Chayka: And taste comes from outside of you. As we were talking about — the definition before — it surprises you. It’s not what you guessed it was. It’s something that comes up, and brings you somewhere new.
Spiegelman: Yeah. I asked my dad when I was 7, “What is art?” And he was about to go into the dentist’s office and get laughing gas and was like, “Hold that thought. I’ll think about this better when I’ve had laughing gas.” And then he came out and was like, “Art is giving shape to your thoughts and emotions.” And that’s obviously the artist’s perspective of what art is, but I think it’s what we want when we engage with it.
We want to feel like this is someone else who has experienced being alive, who knows that they can die, who has fallen in love, who has a body that can be harmed, and this is what it is like to experience the world through their mind.
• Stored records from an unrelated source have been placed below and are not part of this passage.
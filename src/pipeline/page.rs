//! Per-page extraction: optimise one rendered page, call the extractor with
//! retry, and clean the result.
//!
//! [`extract_page`] never fails. Whatever goes wrong on a page ends up in
//! [`PageResult::error`] and the page contributes empty text, so a single
//! bad page cannot abort the document.

use crate::config::ImageProfile;
use crate::error::{ExtractorError, PageError};
use crate::output::PageResult;
use crate::pipeline::optimize::{optimize_image, OptimizedImage};
use crate::pipeline::postprocess::clean_page_text;
use crate::pipeline::retry::{RetryPolicy, Sleeper};
use async_trait::async_trait;
use image::DynamicImage;
use std::time::Instant;
use tracing::{debug, warn};

/// Turns one optimised page image into its verbatim text.
#[async_trait]
pub trait TextExtractor: Send + Sync {
    async fn extract_text(&self, image: &OptimizedImage) -> Result<String, ExtractorError>;
}

/// Everything [`extract_page`] needs besides the page itself.
#[derive(Clone, Copy)]
pub struct PageContext<'a> {
    pub extractor: &'a dyn TextExtractor,
    pub profile: &'a ImageProfile,
    pub retry: &'a RetryPolicy,
    pub sleeper: &'a dyn Sleeper,
}

/// Extract the text of page `index` from its rendered image.
pub async fn extract_page(index: usize, image: DynamicImage, ctx: PageContext<'_>) -> PageResult {
    let start = Instant::now();
    let page = index + 1;
    let elapsed = |start: Instant| start.elapsed().as_millis() as u64;

    let profile = *ctx.profile;
    let optimized =
        match tokio::task::spawn_blocking(move || optimize_image(&image, &profile)).await {
            Ok(Ok(optimized)) => optimized,
            Ok(Err(e)) => {
                warn!("Page {}: image optimisation failed: {}", page, e);
                return PageResult::failed(
                    index,
                    0,
                    elapsed(start),
                    PageError::OptimizeFailed {
                        page,
                        detail: e.to_string(),
                    },
                );
            }
            Err(e) => {
                warn!("Page {}: optimisation task panicked: {}", page, e);
                return PageResult::failed(
                    index,
                    0,
                    elapsed(start),
                    PageError::OptimizeFailed {
                        page,
                        detail: e.to_string(),
                    },
                );
            }
        };

    let mut attempt = 0;
    loop {
        attempt += 1;
        match ctx.extractor.extract_text(&optimized).await {
            Ok(raw) => {
                let text = clean_page_text(&raw);
                debug!(
                    "Page {}: {} chars after {} attempt(s)",
                    page,
                    text.len(),
                    attempt
                );
                return PageResult {
                    index,
                    text,
                    attempts: attempt,
                    duration_ms: elapsed(start),
                    error: None,
                };
            }
            Err(e) if ctx.retry.should_retry(attempt) => {
                let delay = ctx.retry.delay_for(attempt);
                warn!(
                    "Page {}: attempt {}/{} failed ({}), retrying in {:?}",
                    page, attempt, ctx.retry.max_attempts, e, delay
                );
                ctx.sleeper.sleep(delay).await;
            }
            Err(e) => {
                warn!("Page {}: giving up after {} attempt(s): {}", page, attempt, e);
                return PageResult::failed(
                    index,
                    attempt,
                    elapsed(start),
                    PageError::ExtractorFailed {
                        page,
                        attempts: attempt,
                        detail: e.to_string(),
                    },
                );
            }
        }
    }
}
And that even if A.I. can perfectly simulate that experience, there’s a feeling of coldness that comes from knowing that you’re not connecting to another living being.
But as I’ve been thinking about this episode, and talking to you guys about it, I do keep going to: But does it really matter? I think, right now, A.I. can’t quite do this. But I would imagine that maybe five years from now, A.I. could write a perfectly passable Rachel Cusk novel.
Chayka: Is that an insult to Rachel Cusk?
Spiegelman: Oh, my God. I was only using her as a marker of good taste.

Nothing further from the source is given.